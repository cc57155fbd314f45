//! Turns a user-supplied project reference into a project folder
//!
//! A reference is either a path to a project folder or a registered project
//! ID. Paths win: a folder holding a metadata file is used as-is, whatever the
//! registry says.

use super::registry::ProjectStore;
use crate::error::StudioError;
use crate::models::ProjectMetadata;
use crate::Result;
use anyhow::Context;
use colored::Colorize;
use std::fs;
use std::path::{Path, PathBuf};

/// Legacy compose location used before the metadata recorded one
pub const LEGACY_COMPOSE_FILE: &str = "chronos/docker-compose.yml";

#[derive(Debug, Clone)]
pub struct ResolvedProject {
    pub project_id: String,
    pub location: PathBuf,
    pub metadata: ProjectMetadata,
}

pub fn resolve_project(reference: &str, registry: &dyn ProjectStore) -> Result<ResolvedProject> {
    let as_path = Path::new(reference);
    if ProjectMetadata::exists_in(as_path) {
        let location = fs::canonicalize(as_path)
            .with_context(|| format!("Failed to resolve {}", as_path.display()))?;
        let metadata = ProjectMetadata::load(&location)?;
        return Ok(ResolvedProject {
            project_id: metadata.project_id.clone(),
            location,
            metadata,
        });
    }

    eprintln!(
        "{}",
        format!(
            "⚠️  Folder {} is not a valid studio project folder, checking if it is a valid project name",
            reference
        )
        .yellow()
    );

    match registry.get(reference) {
        Some(location) if ProjectMetadata::exists_in(&location) => {
            let metadata = ProjectMetadata::load(&location)?;
            Ok(ResolvedProject {
                project_id: reference.to_string(),
                location,
                metadata,
            })
        }
        _ => Err(StudioError::InvalidProject(reference.to_string()).into()),
    }
}

/// Compose file of a resolved project
///
/// An explicit file wins when it exists. Otherwise the file recorded in the
/// metadata is used, falling back to the legacy location.
pub fn compose_file_for(explicit: Option<&Path>, project: &ResolvedProject) -> Result<PathBuf> {
    if let Some(file) = explicit {
        if file.exists() {
            return fs::canonicalize(file)
                .with_context(|| format!("Failed to resolve {}", file.display()));
        }
        println!(
            "Provided file {} does not exist. Falling back to default compose file...",
            file.display().to_string().yellow()
        );
    }

    let default = project
        .metadata
        .compose_file_in(&project.location)
        .unwrap_or_else(|| project.location.join(LEGACY_COMPOSE_FILE));
    if !default.exists() {
        return Err(StudioError::ComposeFileMissing(default).into());
    }
    Ok(default)
}
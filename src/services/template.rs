//! Compose template rendering
//!
//! Placeholders use `{key}` syntax. `${VAR}` is left alone so compose
//! interpolation in user templates keeps working.

use crate::config::StudioPaths;
use crate::Result;
use anyhow::Context;
use regex::{Captures, Regex};
use std::collections::BTreeMap;
use std::fs;
use std::path::{Path, PathBuf};
use std::sync::OnceLock;

pub const COMPOSE_TEMPLATE: &str = include_str!("../../templates/docker-compose.yml");
pub const INIT_DB_SCRIPT: &str = include_str!("../../templates/init-db.sql");

pub const COMPOSE_FILE_NAME: &str = "docker-compose.yml";
pub const ENV_FILE_NAME: &str = ".env";
pub const INIT_DB_FILE_NAME: &str = "init-db.sql";

fn placeholder_re() -> &'static Regex {
    static RE: OnceLock<Regex> = OnceLock::new();
    RE.get_or_init(|| {
        Regex::new(r"(\$?)\{([A-Za-z0-9_]+)\}").expect("valid placeholder regex")
    })
}

/// Substitute bound placeholders; unbound ones stay as literal text
pub fn render(template: &str, bindings: &BTreeMap<String, String>) -> String {
    placeholder_re()
        .replace_all(template, |caps: &Captures| {
            if !caps[1].is_empty() {
                return caps[0].to_string();
            }
            match bindings.get(&caps[2]) {
                Some(value) => value.clone(),
                None => caps[0].to_string(),
            }
        })
        .into_owned()
}

/// Compose template, checking for a user override first
pub fn load_compose_template(paths: &StudioPaths) -> Result<String> {
    let override_path = paths.compose_template_override();
    if override_path.exists() {
        return fs::read_to_string(&override_path).with_context(|| {
            format!(
                "Failed to read template override '{}'",
                override_path.display()
            )
        });
    }
    Ok(COMPOSE_TEMPLATE.to_string())
}

/// Render `template` into `<folder>/docker-compose.yml`
pub fn write_compose(
    folder: &Path,
    template: &str,
    bindings: &BTreeMap<String, String>,
) -> Result<PathBuf> {
    let path = folder.join(COMPOSE_FILE_NAME);
    fs::write(&path, render(template, bindings))
        .with_context(|| format!("Failed to write {}", path.display()))?;
    Ok(path)
}

pub fn write_env_file(folder: &Path, project_id: &str) -> Result<PathBuf> {
    let path = folder.join(ENV_FILE_NAME);
    fs::write(&path, format!("COMPOSE_PROJECT_NAME={}", project_id))?;
    Ok(path)
}

/// Files the compose template mounts next to itself
pub fn copy_auxiliary(folder: &Path) -> Result<()> {
    fs::write(folder.join(INIT_DB_FILE_NAME), INIT_DB_SCRIPT)?;
    Ok(())
}
use crate::error::StudioError;
use crate::Result;
use anyhow::Context;
use std::cell::RefCell;
use std::collections::VecDeque;
use std::fmt;
use std::path::{Path, PathBuf};
use std::process::{Command, Stdio};

/// An external command to run
#[derive(Debug, Clone, PartialEq, Eq)]
pub struct Invocation {
    pub program: String,
    pub args: Vec<String>,
    pub cwd: Option<PathBuf>,
    /// Capture stdout/stderr instead of inheriting the terminal
    pub capture: bool,
}

impl Invocation {
    pub fn new(program: impl Into<String>) -> Self {
        Self {
            program: program.into(),
            args: Vec::new(),
            cwd: None,
            capture: false,
        }
    }

    pub fn arg(mut self, arg: impl Into<String>) -> Self {
        self.args.push(arg.into());
        self
    }

    pub fn args<I, S>(mut self, args: I) -> Self
    where
        I: IntoIterator<Item = S>,
        S: Into<String>,
    {
        self.args.extend(args.into_iter().map(Into::into));
        self
    }

    pub fn current_dir(mut self, dir: &Path) -> Self {
        self.cwd = Some(dir.to_path_buf());
        self
    }

    pub fn captured(mut self) -> Self {
        self.capture = true;
        self
    }
}

impl fmt::Display for Invocation {
    fn fmt(&self, f: &mut fmt::Formatter<'_>) -> fmt::Result {
        f.write_str(&self.program)?;
        for arg in &self.args {
            write!(f, " {}", arg)?;
        }
        Ok(())
    }
}

/// How an external command ended
#[derive(Debug, Clone, Default, PartialEq, Eq)]
pub struct RunOutcome {
    /// Exit code; `None` when the process was killed by a signal
    pub code: Option<i32>,
    /// Captured output; empty when the terminal was inherited
    pub stdout: String,
    pub stderr: String,
}

impl RunOutcome {
    pub fn ok() -> Self {
        Self {
            code: Some(0),
            ..Default::default()
        }
    }

    pub fn success(&self) -> bool {
        self.code == Some(0)
    }

    pub fn status_text(&self) -> String {
        match self.code {
            Some(code) => format!("exit code {}", code),
            None => "a signal".to_string(),
        }
    }

    /// Turn a non-zero exit into a fatal error
    pub fn into_result(self, invocation: &Invocation) -> std::result::Result<Self, StudioError> {
        if self.success() {
            Ok(self)
        } else {
            Err(StudioError::CommandFailed {
                command: invocation.to_string(),
                status: self.status_text(),
            })
        }
    }
}

/// Spawns external processes and waits for them
pub trait ProcessRunner {
    /// Runs to completion. Spawn failures are errors; a non-zero exit is not.
    fn run(&self, invocation: &Invocation) -> Result<RunOutcome>;
}

/// Runs commands on the host, blocking until they exit
#[derive(Debug, Default)]
pub struct SystemRunner;

impl ProcessRunner for SystemRunner {
    fn run(&self, invocation: &Invocation) -> Result<RunOutcome> {
        let mut cmd = Command::new(&invocation.program);
        cmd.args(&invocation.args);
        if let Some(cwd) = &invocation.cwd {
            cmd.current_dir(cwd);
        }

        let not_found = || {
            format!(
                "Command '{}' not found. Please ensure it is installed and in your PATH.",
                invocation.program
            )
        };

        if invocation.capture {
            let output = cmd
                .stdin(Stdio::null())
                .output()
                .with_context(not_found)?;
            Ok(RunOutcome {
                code: output.status.code(),
                stdout: String::from_utf8_lossy(&output.stdout).into_owned(),
                stderr: String::from_utf8_lossy(&output.stderr).into_owned(),
            })
        } else {
            let status = cmd
                .stdin(Stdio::inherit())
                .stdout(Stdio::inherit())
                .stderr(Stdio::inherit())
                .status()
                .with_context(not_found)?;
            Ok(RunOutcome {
                code: status.code(),
                ..Default::default()
            })
        }
    }
}

/// Records invocations and replays scripted outcomes
///
/// Once the script runs out every command succeeds with empty output.
#[derive(Debug, Default)]
pub struct RecordingRunner {
    calls: RefCell<Vec<Invocation>>,
    script: RefCell<VecDeque<RunOutcome>>,
}

impl RecordingRunner {
    pub fn new() -> Self {
        Self::default()
    }

    pub fn then(self, outcome: RunOutcome) -> Self {
        self.script.borrow_mut().push_back(outcome);
        self
    }

    pub fn calls(&self) -> Vec<Invocation> {
        self.calls.borrow().clone()
    }

    /// Command lines of all recorded invocations
    pub fn command_lines(&self) -> Vec<String> {
        self.calls.borrow().iter().map(|c| c.to_string()).collect()
    }
}

impl ProcessRunner for RecordingRunner {
    fn run(&self, invocation: &Invocation) -> Result<RunOutcome> {
        self.calls.borrow_mut().push(invocation.clone());
        Ok(self
            .script
            .borrow_mut()
            .pop_front()
            .unwrap_or_else(RunOutcome::ok))
    }
}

Task description :: Print again the lines of the entries above that fall between the line holding "file.display().to_string().yellow()" and the line holding "use std::sync::OnceLock;", inclusive, exactly as they stand.

Solution for this problem ::
            file.display().to_string().yellow()
        );
    }

    let default = project
        .metadata
        .compose_file_in(&project.location)
        .unwrap_or_else(|| project.location.join(LEGACY_COMPOSE_FILE));
    if !default.exists() {
        return Err(StudioError::ComposeFileMissing(default).into());
    }
    Ok(default)
}
filename src/services/template.rs
//! Compose template rendering
//!
//! Placeholders use `{key}` syntax. `${VAR}` is left alone so compose
//! interpolation in user templates keeps working.

use crate::config::StudioPaths;
use crate::Result;
use anyhow::Context;
use regex::{Captures, Regex};
use std::collections::BTreeMap;
use std::fs;
use std::path::{Path, PathBuf};
use std::sync::OnceLock;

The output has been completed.